Browsing a provincial
auction catalogue, some years ago, I noticed for sale an autograph letter
signed David Cornwell on notepaper headed John le Carré. I was reading lots of
le Carré at the time and, out of curiosity, bought the letter unseen. Forty
quid. He writes to Stacey [there was no envelope so I have no surname] who
appears to be laid up in hospital after an accident and asks for reading
suggestions. The writer obliges: start with P G Wodehouse (“the funniest man
ever”) and for fine writing head to Anna
Karenina, Vanity Fair, and Ford
Maddox Ford’s The Good Soldier. As if
that’s not enough to be going on with, the writer then throws in The Three Musketeers and The Prisoner of Zenda. It’s all prefaced
by advance notice for his The Mission
Song, the galleys of which he is currently correcting.
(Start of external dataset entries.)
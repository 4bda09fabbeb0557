// src/services/usuario_service.rs
use crate::{
    error::{AppError, AppResult},
    models::usuario::{NovoUsuario, Perfil, TipoUsuario, Usuario, UsuarioResumo},
    services::auth_service,
};
use sqlx::{Executor, Sqlite, SqlitePool, Transaction};

/// Busca um usuário pelo email (único). Aceita o pool ou uma transação aberta.
pub async fn buscar_por_email<'e, E>(executor: E, email: &str) -> AppResult<Option<Usuario>>
where
    E: Executor<'e, Database = Sqlite>,
{
    tracing::debug!("Buscando usuário por email: {}", email);
    let usuario = sqlx::query_as::<_, Usuario>(
        "SELECT id_usuario, nome, email, senha, tipo FROM usuario WHERE email = ?1",
    )
    .bind(email)
    .fetch_optional(executor)
    .await?;
    Ok(usuario)
}

pub async fn buscar_por_id(db_pool: &SqlitePool, id_usuario: i64) -> AppResult<Option<Usuario>> {
    let usuario = sqlx::query_as::<_, Usuario>(
        "SELECT id_usuario, nome, email, senha, tipo FROM usuario WHERE id_usuario = ?1",
    )
    .bind(id_usuario)
    .fetch_optional(db_pool)
    .await?;
    Ok(usuario)
}

/// Cria o usuário e a linha de extensão do seu perfil, ou devolve o existente com o mesmo email.
///
/// Devolve `(usuario, criado)`. Um usuário já existente nunca é alterado: se o tipo
/// for o mesmo apenas se completa a extensão em falta; se for outro, é um conflito.
pub async fn criar_usuario(
    db_pool: &SqlitePool,
    dados: &NovoUsuario,
    perfil: &Perfil,
    bcrypt_cost: u32,
) -> AppResult<(Usuario, bool)> {
    let tipo = perfil.tipo();
    tracing::info!("Tentando criar {}: {}", tipo, dados.email);

    if let Some(usuario) = buscar_por_email(db_pool, &dados.email).await? {
        return completar_existente(db_pool, usuario, perfil).await.map(|u| (u, false));
    }

    // O hash é calculado antes de abrir a transação para não prender a conexão
    let senha_hash = auth_service::hash_password(&dados.senha, bcrypt_cost).await?;

    let mut tx = db_pool.begin().await?;

    // Um pedido concorrente com o mesmo email falha aqui em `usuario.email` UNIQUE
    let usuario = sqlx::query_as::<_, Usuario>(
        r#"
        INSERT INTO usuario (nome, email, senha, tipo)
        VALUES (?1, ?2, ?3, ?4)
        RETURNING id_usuario, nome, email, senha, tipo
        "#,
    )
    .bind(&dados.nome)
    .bind(&dados.email)
    .bind(&senha_hash)
    .bind(tipo)
    .fetch_one(&mut *tx)
    .await?;

    inserir_extensao(&mut tx, usuario.id_usuario, perfil).await?;

    tx.commit().await?;
    tracing::info!("✅ Usuário {} criado ({}).", usuario.id_usuario, tipo);
    Ok((usuario, true))
}

async fn completar_existente(
    db_pool: &SqlitePool,
    usuario: Usuario,
    perfil: &Perfil,
) -> AppResult<Usuario> {
    let tipo = perfil.tipo();
    if usuario.tipo != tipo {
        tracing::warn!(
            "Email '{}' já pertence a um {}, pedido de {} recusado.",
            usuario.email,
            usuario.tipo,
            tipo
        );
        return Err(AppError::Conflict(format!(
            "Este email já está registado como {}.",
            usuario.tipo
        )));
    }

    let mut tx = db_pool.begin().await?;
    if !extensao_existe(&mut tx, usuario.id_usuario, tipo).await? {
        tracing::info!("Completando extensão {} do usuário {}", tipo, usuario.id_usuario);
        inserir_extensao(&mut tx, usuario.id_usuario, perfil).await?;
    }
    tx.commit().await?;
    tracing::debug!("Usuário '{}' já existia.", usuario.email);
    Ok(usuario)
}

async fn extensao_existe(
    tx: &mut Transaction<'_, Sqlite>,
    id_usuario: i64,
    tipo: TipoUsuario,
) -> AppResult<bool> {
    let sql = match tipo {
        TipoUsuario::Aluno => "SELECT EXISTS(SELECT 1 FROM aluno WHERE id_aluno = ?1)",
        TipoUsuario::Professor => {
            "SELECT EXISTS(SELECT 1 FROM professor WHERE id_professor = ?1)"
        }
    };
    let existe: bool = sqlx::query_scalar(sql)
        .bind(id_usuario)
        .fetch_one(&mut **tx)
        .await?;
    Ok(existe)
}

async fn inserir_extensao(
    tx: &mut Transaction<'_, Sqlite>,
    id_usuario: i64,
    perfil: &Perfil,
) -> AppResult<()> {
    match perfil {
        Perfil::Aluno { matricula } => {
            sqlx::query("INSERT INTO aluno (id_aluno, matricula) VALUES (?1, ?2)")
                .bind(id_usuario)
                .bind(matricula)
                .execute(&mut **tx)
                .await?;
        }
        Perfil::Professor { disciplina } => {
            sqlx::query("INSERT INTO professor (id_professor, disciplina) VALUES (?1, ?2)")
                .bind(id_usuario)
                .bind(disciplina)
                .execute(&mut **tx)
                .await?;
        }
    }
    Ok(())
}

/// Lista usuários (com matrícula/disciplina), opcionalmente só de um tipo, ordenados por nome.
pub async fn listar_usuarios(
    db_pool: &SqlitePool,
    tipo: Option<TipoUsuario>,
) -> AppResult<Vec<UsuarioResumo>> {
    tracing::debug!("Listando usuários (filtro: {:?})", tipo);
    let usuarios = sqlx::query_as::<_, UsuarioResumo>(
        r#"
        SELECT u.id_usuario, u.nome, u.email, u.tipo, a.matricula, p.disciplina
        FROM usuario u
        LEFT JOIN aluno a ON a.id_aluno = u.id_usuario
        LEFT JOIN professor p ON p.id_professor = u.id_usuario
        WHERE ?1 IS NULL OR u.tipo = ?1
        ORDER BY u.nome ASC, u.id_usuario ASC
        "#,
    )
    .bind(tipo)
    .fetch_all(db_pool)
    .await?;
    tracing::debug!("Encontrados {} usuários.", usuarios.len());
    Ok(usuarios)
}

/// Lista simples para as caixas de seleção do formulário de registro.
pub async fn listar_para_selecao(db_pool: &SqlitePool) -> AppResult<Vec<Usuario>> {
    let usuarios = sqlx::query_as::<_, Usuario>(
        "SELECT id_usuario, nome, email, senha, tipo FROM usuario ORDER BY nome ASC, id_usuario ASC",
    )
    .fetch_all(db_pool)
    .await?;
    Ok(usuarios)
}

/// Apaga o usuário; a base de dados apaga em cascata aluno/professor e registros.
pub async fn apagar_usuario(db_pool: &SqlitePool, id_usuario: i64) -> AppResult<()> {
    tracing::info!("Apagando usuário {}", id_usuario);
    let rows_affected = sqlx::query("DELETE FROM usuario WHERE id_usuario = ?1")
        .bind(id_usuario)
        .execute(db_pool)
        .await?
        .rows_affected();

    if rows_affected == 0 {
        tracing::warn!("Usuário {} não encontrado para apagar.", id_usuario);
        return Err(AppError::NotFound(format!(
            "Usuário {} não encontrado.",
            id_usuario
        )));
    }
    tracing::info!("✅ Usuário {} apagado.", id_usuario);
    Ok(())
}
His full address in
Cornwall is written in by hand and the letter dated 19:v:06. I was impressed.
Stacey appeared to be a complete stranger who had written to a famous and
almost certainly very busy author and received back a thoughtful, handwritten two-page
reply.
In his Introduction to
this very well-crafted collection of his father’s letters, the late Tim
Cornwell indicates that his father was an (unusually) good correspondent, often
replying to unsolicited mail and promptly (pages xxii-xxiii). He generally
wrote by hand and often kept no copy. As a result, the le Carré archive in the
Bodleian Library, on which this collection of over 600 pages is fairly
dependent, will contain no trace of letters like that to Stacey and the deficit
could really only be reduced by buying up such originals as appear on the
internet, as they do. Sometimes the content will be of interest - as in the
letter I have summarised - but, perhaps as importantly, those letters suggest
what one could regard either as noblesse
oblige or - and I incline to this - a rather democratic spirit. The latter
interpretation is supported by what to me is the heartening fact that David
Cornwell never accepted one of those tarnished medals handed out by our Monarch
and which Woke novelists now declare after their names to show that they are
Members of the Most Excellent Order of the British Empire. It is not as if he
was opposed to all recognition: he
accepted, for example, a Goethe Medal in 2011 and a D Litt from Oxford.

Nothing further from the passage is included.